Di Massimo D'Alema Martedì 03 Dicembre 2019 11:48 Stampa


«Grande è la confusione sotto il cielo» diceva Mao Zedong, per con­cludere in modo inatteso: «e quindi la situazione è eccellente». Non credo che Mao amasse la confusione, ma certamente vedeva nel caos della società cinese, all’inizio degli anni Sessanta, l’espressione di un moto rivoluzionario di cui erano protagonisti soprattutto i giovani. Quel moto, la rivoluzione culturale, aveva un obiettivo chiaro, indi­cato dallo stesso presidente Mao: “bombardare il quartier generale”, cioè abbattere il potere tradizionale cinese rappresentato dalla strut­tura del Partito Comunista Cinese. Un obiettivo ambizioso perché mirava a sovvertire un sistema di potere fondato sulla supremazia di quella che Étienne Balazs aveva chiamato la “burocrazia celeste”, ov­vero l’aristocrazia dei mandarini, cioè degli intellettuali e funzionari, che aveva rappresentato la continuità del potere a Pechino. La classe dirigente del Partito Comunista Cinese ne era l’erede storico, e non a caso Mao chiamò questa rivolta contro gli intellettuali “rivoluzione culturale”. La confusione di cui egli parlava era volta a costruire un nuovo ordine, a provocare un cambiamento radicale della classe di­rigente e del modo di lavorare. Nel disordine internazionale di oggi, al contrario, non emerge la prospettiva di un nuovo ordine. Esso ci appare più come la crisi di un sistema tradizionale, una crisi peri­colosa e che può scivolare verso esiti che appaiono almeno in parte imprevedibili.

Preoccupa innanzitutto il moltiplicarsi di conflitti armati irrisolti. Alcuni di essi assumono le proporzioni di catastrofi umanitarie che non hanno precedenti nel passato recente. Si calcola che in Siria, tra morti, feriti e rifugiati, più di metà della popolazione sia stata colpita dalla guerra. Un situazione analoga è riscontrabile nello Yemen. In Libia è in corso da diversi anni una guerra civile di cui non si vede l’esito. Ma i conflitti non si addensano solo nello scenario cruciale del Mediterraneo; basti pensare al nodo irrisolto tra Russia e Ucraina o, più a est, al riemergere di tensioni nazionalistiche in Asia. Il fronte forse oggi più inquietante appare quello con l’Iran, dopo che gli Stati Uniti, con il loro voltafaccia rispetto all’accordo sul nucleare e con l’escalation sulle sanzioni, hanno aperto una crisi che rischia di tra­volgere l’intesa faticosamente costruita e che poteva aprire una fase di stabilità nella regione.

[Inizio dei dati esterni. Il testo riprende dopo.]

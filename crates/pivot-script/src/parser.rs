//! Recursive-descent parser for Pivot scripts.
//!
//! # Syntax
//!
//! ```text
//! component Stats              # record component
//!     Number xp
//! component Speed = Number     # alias component
//!
//! event Kill                   # roles, then an optional payload line
//!     Stats, Inventory
//!     String monster
//!
//! system Reward(player<Stats>) event Kill(e<Stats, Inventory>, String monster)
//!     if monster == "Thrax"
//!         player.Stats.xp = player.Stats.xp + 2500
//! ```

use pivot_data::{DVec3, Value};

use crate::ast::{
    BinaryOp, ComponentBody, ComponentDecl, EventDecl, Expr, Field, Item, RoleDecl, Script, Stmt,
    SystemDecl, TypeExpr, UnaryOp,
};
use crate::error::ParseError;
use crate::lexer::{Span, Spanned, Token, lex};

/// Parse a whole script.
///
/// # Errors
///
/// Returns `ParseError` with the offending token and its position if the script is malformed.
pub fn parse(source: &str) -> std::result::Result<Script, ParseError> {
    let tokens = lex(source).map_err(|err| {
        let (line, column) = err.span.line_col(source);
        let found = source
            .get(err.span.start..err.span.end)
            .filter(|text| !text.is_empty())
            .map_or_else(|| "end of input".to_string(), |text| format!("`{text}`"));
        ParseError {
            message: err.message,
            found,
            line,
            column,
        }
    })?;
    Parser {
        source,
        tokens,
        pos: 0,
    }
    .parse_script()
}

type Result<T> = std::result::Result<T, ParseError>;

const EQUALITY: &[(Token<'static>, BinaryOp)] =
    &[(Token::EqEq, BinaryOp::Eq), (Token::NotEq, BinaryOp::NotEq)];
const COMPARISON: &[(Token<'static>, BinaryOp)] = &[
    (Token::Lt, BinaryOp::Lt),
    (Token::Gt, BinaryOp::Gt),
    (Token::LtEq, BinaryOp::LtEq),
    (Token::GtEq, BinaryOp::GtEq),
];
const ADDITIVE: &[(Token<'static>, BinaryOp)] =
    &[(Token::Plus, BinaryOp::Add), (Token::Minus, BinaryOp::Sub)];
const MULTIPLICATIVE: &[(Token<'static>, BinaryOp)] = &[
    (Token::Star, BinaryOp::Mul),
    (Token::Slash, BinaryOp::Div),
    (Token::Percent, BinaryOp::Mod),
];

struct Parser<'src> {
    source: &'src str,
    tokens: Vec<Spanned<Token<'src>>>,
    pos: usize,
}
impl Scene {
    pub fn new(name: impl Into<String>) -> Self {
        Self::with_config(name, DispatchConfig::default())
    }

    pub fn with_config(name: impl Into<String>, config: DispatchConfig) -> Self {
        Self {
            name: name.into(),
            entities: EntityManager::new(),
            components: ComponentManager::new(),
            systems: Vec::new(),
            name_index: BTreeMap::new(),
            entity_names: HashMap::new(),
            config,
        }
    }

    pub fn name(&self) -> &str {
        &self.name
    }

    pub const fn config(&self) -> DispatchConfig {
        self.config
    }

    pub fn set_config(&mut self, config: DispatchConfig) {
        self.config = config;
    }

    pub const fn components(&self) -> &ComponentManager {
        &self.components
    }

    // Entities

    pub fn create_entity(&mut self) -> EcsResult<Entity> {
        let entity = self.entities.create()?;
        trace!(scene = %self.name, %entity, "entity created");
        Ok(entity)
    }

    /// Create an entity reachable through [`Scene::find_entity`].
    pub fn create_named_entity(&mut self, name: impl Into<String>) -> EcsResult<Entity> {
        let name = name.into();
        if self.name_index.contains_key(&name) {
            return Err(EcsError::AlreadyRegistered {
                what: "entity",
                name,
            });
        }
        let entity = self.create_entity()?;
        self.name_index.insert(name.clone(), entity);
        self.entity_names.insert(entity, name);
        Ok(entity)
    }

    /// Destroy an entity and drop all of its component values.
    pub fn destroy_entity(&mut self, entity: Entity) -> EcsResult<()> {
        self.entities.destroy(entity)?;
        self.components.entity_destroyed(entity)?;
        if let Some(name) = self.entity_names.remove(&entity) {
            self.name_index.remove(&name);
        }
        trace!(scene = %self.name, %entity, "entity destroyed");
        Ok(())
    }

    pub fn is_alive(&self, entity: Entity) -> bool {
        self.entities.is_alive(entity)
    }

    /// Live entities, ascending.
    pub fn entities(&self) -> impl Iterator<Item = Entity> + '_ {
        self.entities.iter()
    }

    pub const fn entity_count(&self) -> usize {
        self.entities.len()
    }

    /// Display name of an entity. Unnamed entities are called `Entity <id>`.
    pub fn entity_name(&self, entity: Entity) -> String {
        self.entity_names
            .get(&entity)
            .cloned()
            .unwrap_or_else(|| format!("Entity {entity}"))
    }

    pub fn find_entity(&self, name: &str) -> Option<Entity> {
        self.name_index.get(name).copied()
    }

    pub fn signature(&self, entity: Entity) -> EcsResult<Signature> {
        self.entities.signature(entity)
    }

    // Components

    /// Make a component kind known to this scene.
    pub fn register_component(
        &mut self,
        description: &Arc<ComponentDescription>,
    ) -> EcsResult<ComponentId> {
        self.components.register(description)
    }

    pub fn component_id(&self, name: &str) -> Option<ComponentId> {
        self.components.component_id(name)
    }

    /// Attach (or replace) a component value. The value must match the component's type.
    pub fn add_component(
        &mut self,
        entity: Entity,
        id: ComponentId,
        value: Value,
    ) -> EcsResult<()> {
        let signature = self.entities.signature(entity)?;
        self.components.add(entity, id, value)?;
        self.entities.set_signature(entity, signature.with(id))
    }

    /// Register the component if needed and attach a value.
    pub fn insert(
        &mut self,
        entity: Entity,
        description: &Arc<ComponentDescription>,
        value: Value,
    ) -> EcsResult<ComponentId> {
        let id = self.register_component(description)?;
        self.add_component(entity, id, value)?;
        Ok(id)
    }

    pub fn remove_component(
        &mut self,
        entity: Entity,
        id: ComponentId,
    ) -> EcsResult<Option<Value>> {
        let signature = self.entities.signature(entity)?;
        let previous = self.components.remove(entity, id)?;
        self.entities.set_signature(entity, signature.without(id))?;
        Ok(previous)
    }

    pub fn get_component(&self, entity: Entity, id: ComponentId) -> EcsResult<Option<&Value>> {
        self.entities.check_alive(entity)?;
        Ok(self.components.get(entity, id))
    }

    pub fn component_array(&self, id: ComponentId) -> Option<&dyn ComponentArray> {
        self.components.array(id)
    }

    /// Every component of an entity with its name.
    pub fn all_components(&self, entity: Entity) -> EcsResult<Vec<(&str, &Value)>> {
        self.entities.check_alive(entity)?;
        let mut named = Vec::new();
        for (id, value) in self.components.all_components(entity) {
            named.push((self.components.description(id)?.name.as_str(), value));
        }
        Ok(named)
    }

    // Systems

    /// Enable a system of the host's index in this scene.
    pub fn register_system(&mut self, name: &str, indexes: &Indexes) -> EcsResult<()> {
        let description = indexes
            .systems
            .get(name)
            .ok_or_else(|| EcsError::UnregisteredSystem(name.to_string()))?;
        if self.has_system(name) {
            return Err(EcsError::AlreadyRegistered {
                what: "system",
                name: name.to_string(),
            });
        }

        let mut components = SmallVec::new();
        for component in description.all_components() {
            let component_description = indexes.components.get(component).ok_or_else(|| {
                EcsError::UnregisteredComponent {
                    component: component.to_string(),
                    owner: name.to_string(),
                }
            })?;
            components.push(self.components.register(component_description)?);
        }

        debug!(scene = %self.name, system = name, "system registered in scene");
        self.systems.push(RegisteredSystem {
            description: Arc::clone(description),
            components,
        });
        Ok(())
    }

    pub fn has_system(&self, name: &str) -> bool {
        self.systems.iter().any(|s| s.description.name == name)
    }

    /// Registered systems, in registration order.
    pub fn systems(&self) -> impl Iterator<Item = &Arc<SystemDescription>> {
        self.systems.iter().map(|s| &s.description)
    }

    // Events

    /// Send an event and drain every follow-up event it causes.
    pub fn send_event(
        &mut self,
        events: &EventIndex,
        name: &str,
        payload: Value,
        targets: Vec<Entity>,
    ) -> EcsResult<DispatchReport> {
        self.dispatch(events, Event::new(name, targets, payload))
    }

    /// Dispatch an event to every listening system, in system registration order.
    ///
    /// The sent event is checked before anything runs and a bad one fails the whole call.
    /// Follow-up events are processed breadth-first; a failing system or a rejected
    /// follow-up is recorded in the report and dispatch continues.
    ///
    /// Exceeding the [`DispatchConfig`] bounds aborts the call once the current event has
    /// reached all of its systems. The error carries the report of what ran.
    pub fn dispatch(&mut self, events: &EventIndex, event: Event) -> EcsResult<DispatchReport> {
        self.check_event(events, &event)?;

        let max_depth = self.config.max_cascade_depth;
        let mut report = DispatchReport::default();
        let mut queue = VecDeque::from([(event, 0_usize)]);
        while let Some((event, depth)) = queue.pop_front() {
            if report.dispatched.len() >= self.config.max_events {
                return Err(EcsError::CascadeOverflow {
                    max: self.config.max_events,
                    report: Box::new(report),
                });
            }
            if depth > 0 {
                if let Err(err) = self.check_event(events, &event) {
                    warn!(event = %event.name, error = %err, "follow-up event rejected");
                    report.failures.push(err);
                    continue;
                }
            }

            trace!(event = %event.name, depth, "dispatching event");
            let mut too_deep = None;
            for index in 0..self.systems.len() {
                if !self.systems[index].description.listens_to(&event.name) {
                    continue;
                }
                match self.invoke(index, &event) {
                    Ok(follow_ups) => {
                        report.invocations += 1;
                        for next in follow_ups {
                            if depth < max_depth {
                                queue.push_back((next, depth + 1));
                            } else if too_deep.is_none() {
                                too_deep = Some(next.name);
                            }
                        }
                    }
                    Err(err) => {
                        warn!(event = %event.name, error = %err, "system failed");
                        report.failures.push(err);
                    }
                }
            }
            report.dispatched.push(event);

            if let Some(event) = too_deep {
                return Err(EcsError::CascadeDepthExceeded {
                    event,
                    max: max_depth,
                    report: Box::new(report),
                });
            }
        }
        Ok(report)
    }

    fn check_event(&self, events: &EventIndex, event: &Event) -> EcsResult<()> {
        let description = events
            .get(&event.name)
            .ok_or_else(|| EcsError::UnregisteredEvent(event.name.clone()))?;

        let found = event.payload.type_of();
        if found != description.payload {
            return Err(EcsError::PayloadType {
                event: event.name.clone(),
                expected: description.payload.clone(),
                found,
            });
        }
        if event.entities.len() < description.roles.len() {
            return Err(EcsError::MissingTargets {
                event: event.name.clone(),
                expected: description.roles.len(),
                found: event.entities.len(),
            });
        }
        for &entity in &event.entities {
            self.entities.check_alive(entity)?;
        }
        for (role, &entity) in description.roles.iter().zip(&event.entities) {
            self.bind_role(entity, &role.components)?;
        }
        Ok(())
    }

    fn bind_role(&self, entity: Entity, components: &[String]) -> EcsResult<Vec<ComponentRef>> {
        components
            .iter()
            .map(|name| {
                self.components
                    .component_id(name)
                    .filter(|&id| self.components.contains(entity, id))
                    .map(|component| ComponentRef { entity, component })
                    .ok_or_else(|| EcsError::MissingComponent {
                        entity,
                        component: name.clone(),
                    })
            })
            .collect()
    }

    fn invoke(&mut self, index: usize, event: &Event) -> EcsResult<Vec<Event>> {
        let registered = &self.systems[index];
        let description = Arc::clone(&registered.description);
        let ids = registered.components.clone();

        let roles = description
            .event_listener
            .as_ref()
            .map_or(&[][..], |listener| listener.roles.as_slice());
        let mut components = Vec::with_capacity(roles.len());
        for (i, role) in roles.iter().enumerate() {
            let entity = event
                .entities
                .get(i)
                .copied()
                .ok_or_else(|| EcsError::MissingTargets {
                    event: event.name.clone(),
                    expected: roles.len(),
                    found: event.entities.len(),
                })?;
            components.push(self.bind_role(entity, &role.components)?);
        }
        let bound = EventWithComponent {
            event: event.clone(),
            components,
        };

        trace!(system = %description.name, event = %event.name, "invoking system");
        let mut combination = ArrayCombination::new(&mut self.components, &self.entities, ids);
        (description.system)(&description, &mut combination, &bound).map_err(|source| {
            EcsError::SystemFailed {
                system: description.name.clone(),
                source,
            }
        })
    }

    // Snapshots

    /// Copy every live entity and its components.
    pub fn snapshot(&self) -> EcsResult<SceneSnapshot> {
        let mut entities = Vec::with_capacity(self.entities.len());
        for entity in self.entities.iter() {
            let mut components = BTreeMap::new();
            for (id, value) in self.components.all_components(entity) {
                let name = self.components.description(id)?.name.clone();
                components.insert(name, value.to_json()?);
            }
            entities.push(EntitySnapshot {
                name: self.entity_names.get(&entity).cloned(),
                components,
            });
        }
        Ok(SceneSnapshot {
            name: self.name.clone(),
            entities,
        })
    }

    /// Create the entities of a snapshot in this scene. Values are decoded against the
    /// schemas of `index` before any entity is created.
    pub fn load_snapshot(
        &mut self,
        snapshot: &SceneSnapshot,
        index: &ComponentIndex,
    ) -> EcsResult<Vec<Entity>> {
        let mut decoded = Vec::with_capacity(snapshot.entities.len());
        for entity in &snapshot.entities {
            let mut values = Vec::with_capacity(entity.components.len());
            for (name, json) in &entity.components {
                let description =
                    index
                        .get(name)
                        .ok_or_else(|| EcsError::UnregisteredComponent {
                            component: name.clone(),
                            owner: snapshot.name.clone(),
                        })?;
                let value = Value::from_json_typed(json, &description.ty).map_err(|source| {
                    EcsError::ComponentType {
                        component: name.clone(),
                        source,
                    }
                })?;
                values.push((description, value));
            }
            decoded.push((entity.name.as_deref(), values));
        }

        let mut created = Vec::with_capacity(decoded.len());
        if let Err(err) = self.create_decoded(decoded, &mut created) {
            for entity in created {
                if let Err(cleanup) = self.destroy_entity(entity) {
                    warn!(
                        scene = %self.name,
                        %entity,
                        error = %cleanup,
                        "snapshot rollback failed"
                    );
                }
            }
            return Err(err);
        }
        debug!(scene = %self.name, count = created.len(), "snapshot loaded");
        Ok(created)
    }

    /// Pushes each entity to `created` as soon as it exists so a failed load can be undone.
    fn create_decoded(
        &mut self,
        decoded: Decoded<'_>,
        created: &mut Vec<Entity>,
    ) -> EcsResult<()> {
        for (name, values) in decoded {
            let entity = match name {
                Some(name) => self.create_named_entity(name)?,
                None => self.create_entity()?,
            };
            created.push(entity);
            for (description, value) in values {
                self.insert(entity, description, value)?;
            }
        }
        Ok(())
    }
}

Se sul piano dei conflitti armati e delle tensioni che minacciano la sicurezza la situazione appare così problematica, altrettanto difficile è il quadro delle relazioni di natura economica e commerciale. La guerra dei dazi tra Stati Uniti e Cina ha provocato un rallentamento della crescita e genera una incertezza che pesa su tutta l’economia mondiale. L’Accordo di Parigi per la lotta ai cambiamenti climatici è stato rimesso in discussione. La grande sfida dei flussi migratori non riesce a trovare una risposta convincente attraverso una governance condivisa e multilaterale. Anzi, sempre di più le due grandi frontiere tra Nord e Sud del mondo (il Mediterraneo e il confine tra Messico e Stati Uniti) ci appaiono due frontiere di guerra, con un carico intol­lerabile di vittime e di sofferenza.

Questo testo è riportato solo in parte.